In addition, before supplying the writing instrument according to the present utility model from the manufacturer, the deformable element is already under pressure, which allows the deformable element to resist deformation in the direction of the chamber communicating with the external environment. For example, the pressure control device is under pressure to allow the deformable element to protrude in the direction of the inner chamber. Thus, when closing a writing instrument with a pen cap, a slight change in air pressure corrects the air pressure previously applied to the deformable body, with the result that the internal air pressure in the writing instrument is balanced. Thus, the writing instrument can be transported in such a state that the internal pressure and external air pressure are balanced with each other, while the influence of the external temperature and air pressure can be minimized. Accordingly, the handle cap will not detach and will not be pushed out of the tubular body of the handle due to changes in air pressure caused by shocks or vibrations during transportation. There will not be an overdraft of the ink causing leakage, as a result of which the surrounding things will not get dirty and will remain intact.

When the pressure difference between the inner chamber and the chamber communicating with the external environment is less than the first specified value, the deformable element preferably acts in the direction of the inner chamber; when the pressure difference between the inner chamber and the chamber communicating with the external medium exceeding the first specified value, the deformable element protrudes in the direction of the chamber communicating with the external medium.

The deformable element preferably has the shape of a hemisphere.

The deformable element is preferably a diaphragm and has a first part and a second part; one of the ends of the first part is connected to one end of the second part; the other end of the first part is connected to the inner side wall of the tubular element; the other end of the second part is formed as a closed end; while the internal diameter of the first part exceeds the internal diameter of the second part. When the deformable element protrudes in the direction of the inner chamber, the first part and the second part protrude in the direction of the inner chamber. When the deformable element protrudes in the direction of the chamber communicating with the external environment, the first part and the second part protrude in the direction of the camera communicating with the external environment.

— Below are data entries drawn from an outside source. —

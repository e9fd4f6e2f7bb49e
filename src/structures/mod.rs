//! Abstract structures: atoms, literals, clauses, and valuations.
//!
//! Each structure is given as a trait with a canonical implementation, with the exception of atoms which are given as a type.

pub mod atom;
pub mod clause;
pub mod literal;
pub mod valuation;
/*!
Scratch space for conflict analysis.

Analysis marks atoms as *seen* while resolving through the reasons of a conflict, and clause minimization extends the marks while checking whether a literal is implied by the rest of a learnt clause.
The buffer keeps these marks (and the stack used during minimization) between conflicts, so no allocation is required in the common case.

Every mark is cleared at the end of each analysis.
*/

use crate::structures::{atom::Atom, literal::CLiteral};

#[derive(Default)]
pub struct ResolutionBuffer {
    /// Whether each atom has been seen during the current analysis.
    pub seen: Vec<bool>,

    /// Atoms marked as seen, to be cleared.
    pub to_clear: Vec<Atom>,

    /// A stack of literals to examine during minimization.
    pub stack: Vec<CLiteral>,
}

impl ResolutionBuffer {
    /// Ensures a mark exists for each of `atom_count` atoms.
    pub fn refresh(&mut self, atom_count: usize) {
        if self.seen.len() < atom_count {
            self.seen.resize(atom_count, false);
        }
    }

    /// Marks `atom` as seen, noting the mark for clearing.
    pub fn mark(&mut self, atom: Atom) {
        self.seen[atom as usize] = true;
        self.to_clear.push(atom);
    }

    /// Whether `atom` has been seen.
    pub fn is_seen(&self, atom: Atom) -> bool {
        self.seen[atom as usize]
    }

    /// Clears marks made since `to_clear` held `from` atoms.
    pub fn clear_from(&mut self, from: usize) {
        for atom in self.to_clear.drain(from..) {
            self.seen[atom as usize] = false;
        }
    }

    /// Clears every mark.
    pub fn clear(&mut self) {
        self.clear_from(0);
        self.stack.clear();
    }
}
use crate::{
    config::LBD,
    db::{
        clause::{activity_lbd::ActivityLBD, db_clause::DBClause, ClauseDB, ClauseSource},
        watches::{watch_db::BinaryWatch, Watches},
        ClauseKey, FormulaIndex,
    },
    misc::log::targets::{self},
    structures::clause::{CClause, Clause},
    types::err::ClauseDBError,
};

impl ClauseDB {
    /// Stores a clause with an automatically generated key, and watches the clause.
    ///
    /// The literals at index 0 and 1 of the clause are watched, and so for a sound watch these should be chosen with care:
    /// - For a clause added on level zero, any two literals without a value.
    /// - For a learnt clause, the asserted literal and a literal of the highest level among the rest.
    ///
    /// Unit and empty clauses are not stored, see [TooShort](ClauseDBError::TooShort).
    pub fn store(
        &mut self,
        clause: CClause,
        source: ClauseSource,
        lbd: LBD,
        watches: &mut Watches,
    ) -> Result<ClauseKey, ClauseDBError> {
        match clause.size() {
            0 | 1 => {
                log::error!(target: targets::CLAUSE_DB, "Attempt to store a clause of {} literals", clause.size());
                Err(ClauseDBError::TooShort)
            }

            2 => {
                let key = match source {
                    ClauseSource::Original => {
                        ClauseKey::OriginalBinary(Self::fresh_index(self.binary_original.len())?)
                    }
                    ClauseSource::Addition => {
                        ClauseKey::AdditionBinary(Self::fresh_index(self.binary_addition.len())?)
                    }
                };

                watches.watch_binary(&clause[0], BinaryWatch { other: clause[1], key });
                watches.watch_binary(&clause[1], BinaryWatch { other: clause[0], key });

                log::trace!(target: targets::CLAUSE_DB, "{key}: {}", clause.as_dimacs(false));
                match source {
                    ClauseSource::Original => self.binary_original.push(clause),
                    ClauseSource::Addition => self.binary_addition.push(clause),
                }
                Ok(key)
            }

            _ => match source {
                ClauseSource::Original => {
                    let key = ClauseKey::Original(Self::fresh_index(self.original.len())?);

                    watches.watch_long(&clause[0], key);
                    watches.watch_long(&clause[1], key);

                    log::trace!(target: targets::CLAUSE_DB, "{key}: {}", clause.as_dimacs(false));
                    self.original.push(DBClause::new(key, clause));
                    Ok(key)
                }

                ClauseSource::Addition => {
                    let key = match self.empty_keys.pop() {
                        Some(key) => key,
                        None => ClauseKey::Addition(Self::fresh_index(self.addition.len())?, 0),
                    };
                    let index = key.index();

                    watches.watch_long(&clause[0], key);
                    watches.watch_long(&clause[1], key);

                    log::trace!(target: targets::CLAUSE_DB, "{key}: {}", clause.as_dimacs(false));
                    let stored = Some(DBClause::new(key, clause));
                    match self.addition.get_mut(index) {
                        Some(slot) => *slot = stored,
                        None => self.addition.push(stored),
                    }

                    self.activity_heap.add(
                        index,
                        ActivityLBD {
                            activity: self.config.bump.value,
                            lbd,
                        },
                    );
                    self.activity_heap.activate(index);
                    self.addition_count += 1;

                    Ok(key)
                }
            },
        }
    }

    /// The next index of a store of the given length, if representable.
    fn fresh_index(length: usize) -> Result<FormulaIndex, ClauseDBError> {
        FormulaIndex::try_from(length).map_err(|_| ClauseDBError::StorageExhausted)
    }
}

#[cfg(test)]
mod tests {
    use super::*;
    use crate::{
        config::Config,
        structures::literal::{CLiteral, Literal},
    };

    fn clause_of(atoms: &[u32]) -> CClause {
        atoms.iter().map(|atom| CLiteral::new(*atom, true)).collect()
    }

    #[test]
    fn keys_by_kind() {
        let mut db = ClauseDB::new(&Config::default());
        let mut watches = Watches::default();
        watches.ensure_atom(8);

        let binary = db.store(clause_of(&[1, 2]), ClauseSource::Original, 0, &mut watches);
        let long = db.store(clause_of(&[1, 2, 3]), ClauseSource::Original, 0, &mut watches);
        let learnt = db.store(clause_of(&[4, 5, 6]), ClauseSource::Addition, 3, &mut watches);

        assert_eq!(binary, Ok(ClauseKey::OriginalBinary(0)));
        assert_eq!(long, Ok(ClauseKey::Original(0)));
        assert_eq!(learnt, Ok(ClauseKey::Addition(0, 0)));
        assert_eq!(
            db.store(clause_of(&[1]), ClauseSource::Original, 0, &mut watches),
            Err(ClauseDBError::TooShort)
        );

        assert_eq!(db.original_count(), 2);
        assert_eq!(db.addition_count(), 1);
        assert_eq!(db.lbd_of(&ClauseKey::Addition(0, 0)), Some(3));
    }

    #[test]
    fn reduction_reuses_keys() {
        let mut db = ClauseDB::new(&Config::default());
        let mut watches = Watches::default();
        watches.ensure_atom(16);

        for offset in 0..4 {
            let clause = clause_of(&[offset + 1, offset + 2, offset + 3]);
            db.store(clause, ClauseSource::Addition, 8, &mut watches)
                .unwrap();
        }
        let glue = db
            .store(clause_of(&[10, 11, 12]), ClauseSource::Addition, 2, &mut watches)
            .unwrap();

        db.reduce();
        assert_eq!(db.removable_count(), 3);
        assert!(db.get(&glue).is_ok());

        let reused = db
            .store(clause_of(&[13, 14, 15]), ClauseSource::Addition, 8, &mut watches)
            .unwrap();
        assert!(matches!(reused, ClauseKey::Addition(_, 1)));
        assert!(db.get(&reused).is_ok());
    }
}
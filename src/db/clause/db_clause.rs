//! A long clause as stored in the clause database.
//!
//! The literals at index 0 and 1 are the watched literals of the clause.
//! When a watched literal becomes false, [update_watch](DBClause::update_watch) searches the remaining literals for a replacement.

use crate::{
    db::{atom::AtomDB, ClauseKey},
    structures::{clause::CClause, literal::CLiteral},
};

/// A clause with its key.
#[derive(Debug)]
pub struct DBClause {
    key: ClauseKey,
    clause: CClause,
}

/// The result of revising the watches of a clause after a watched literal became false.
#[derive(Debug, PartialEq, Eq)]
pub enum WatchStatus {
    /// The other watched literal is true, so the clause is satisfied.
    Satisfied,

    /// The false literal has been replaced with the given (non-false) literal.
    Moved(CLiteral),

    /// No replacement exists, and the other watched literal has no value.
    Asserts(CLiteral),

    /// No replacement exists, and every literal is false.
    Conflict,
}

impl DBClause {
    pub fn new(key: ClauseKey, clause: CClause) -> Self {
        DBClause { key, clause }
    }

    pub fn key(&self) -> ClauseKey {
        self.key
    }

    pub fn clause(&self) -> &[CLiteral] {
        &self.clause
    }

    /// Revises the watches of the clause on `false_literal` (a watched literal of the clause) becoming false.
    ///
    /// After revision the false literal is at index 1, unless replaced.
    pub fn update_watch(&mut self, false_literal: CLiteral, atom_db: &AtomDB) -> WatchStatus {
        if self.clause[0] == false_literal {
            self.clause.swap(0, 1);
        }

        if atom_db.value_of_literal(&self.clause[0]) == Some(true) {
            return WatchStatus::Satisfied;
        }

        for index in 2..self.clause.len() {
            if atom_db.value_of_literal(&self.clause[index]) != Some(false) {
                self.clause.swap(1, index);
                return WatchStatus::Moved(self.clause[1]);
            }
        }

        match atom_db.value_of_literal(&self.clause[0]) {
            None => WatchStatus::Asserts(self.clause[0]),
            Some(_) => WatchStatus::Conflict,
        }
    }
}

#[cfg(test)]
mod tests {
    use super::*;
    use crate::{config::Config, structures::literal::Literal};

    #[test]
    fn watch_updates() {
        let mut atom_db = AtomDB::new(&Config::default());
        let atoms = (0..4)
            .map(|_| atom_db.fresh_atom(true).unwrap())
            .collect::<Vec<_>>();
        let literals = atoms
            .iter()
            .map(|atom| CLiteral::new(*atom, true))
            .collect::<Vec<_>>();

        let mut clause = DBClause::new(ClauseKey::Original(0), literals.clone());

        atom_db.open_level();
        atom_db.assign(-literals[0], None);
        assert_eq!(
            clause.update_watch(literals[0], &atom_db),
            WatchStatus::Moved(literals[2])
        );

        atom_db.assign(-literals[2], None);
        assert_eq!(
            clause.update_watch(literals[2], &atom_db),
            WatchStatus::Moved(literals[3])
        );

        atom_db.assign(-literals[3], None);
        assert_eq!(
            clause.update_watch(literals[3], &atom_db),
            WatchStatus::Asserts(literals[1])
        );

        atom_db.assign(literals[1], None);
        assert_eq!(
            clause.update_watch(literals[3], &atom_db),
            WatchStatus::Satisfied
        );
    }
}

The deformable element preferably acts in the direction of the chamber, communicating with the external environment, and covers the inner space. When the pressure difference between the inner chamber and the chamber communicating with the external medium exceeding the first specified value, the deformable element deforms with expansion in the direction of the chamber communicating with the external medium, so that the volume of the internal space in this state is greater than when the pressure difference between internal camera and camera communicating with the external environment, less than the first specified value.

The deformable element is preferably an elastic shell that can expand under air pressure. The deformable element is compressed when the pressure difference between the inner chamber and the chamber communicating with the external medium is less than the first specified value. The deformable element expands in the direction of the chamber communicating with the external environment, when the pressure difference between the internal chamber and the chamber communicating with the external medium exceeds the first specified value.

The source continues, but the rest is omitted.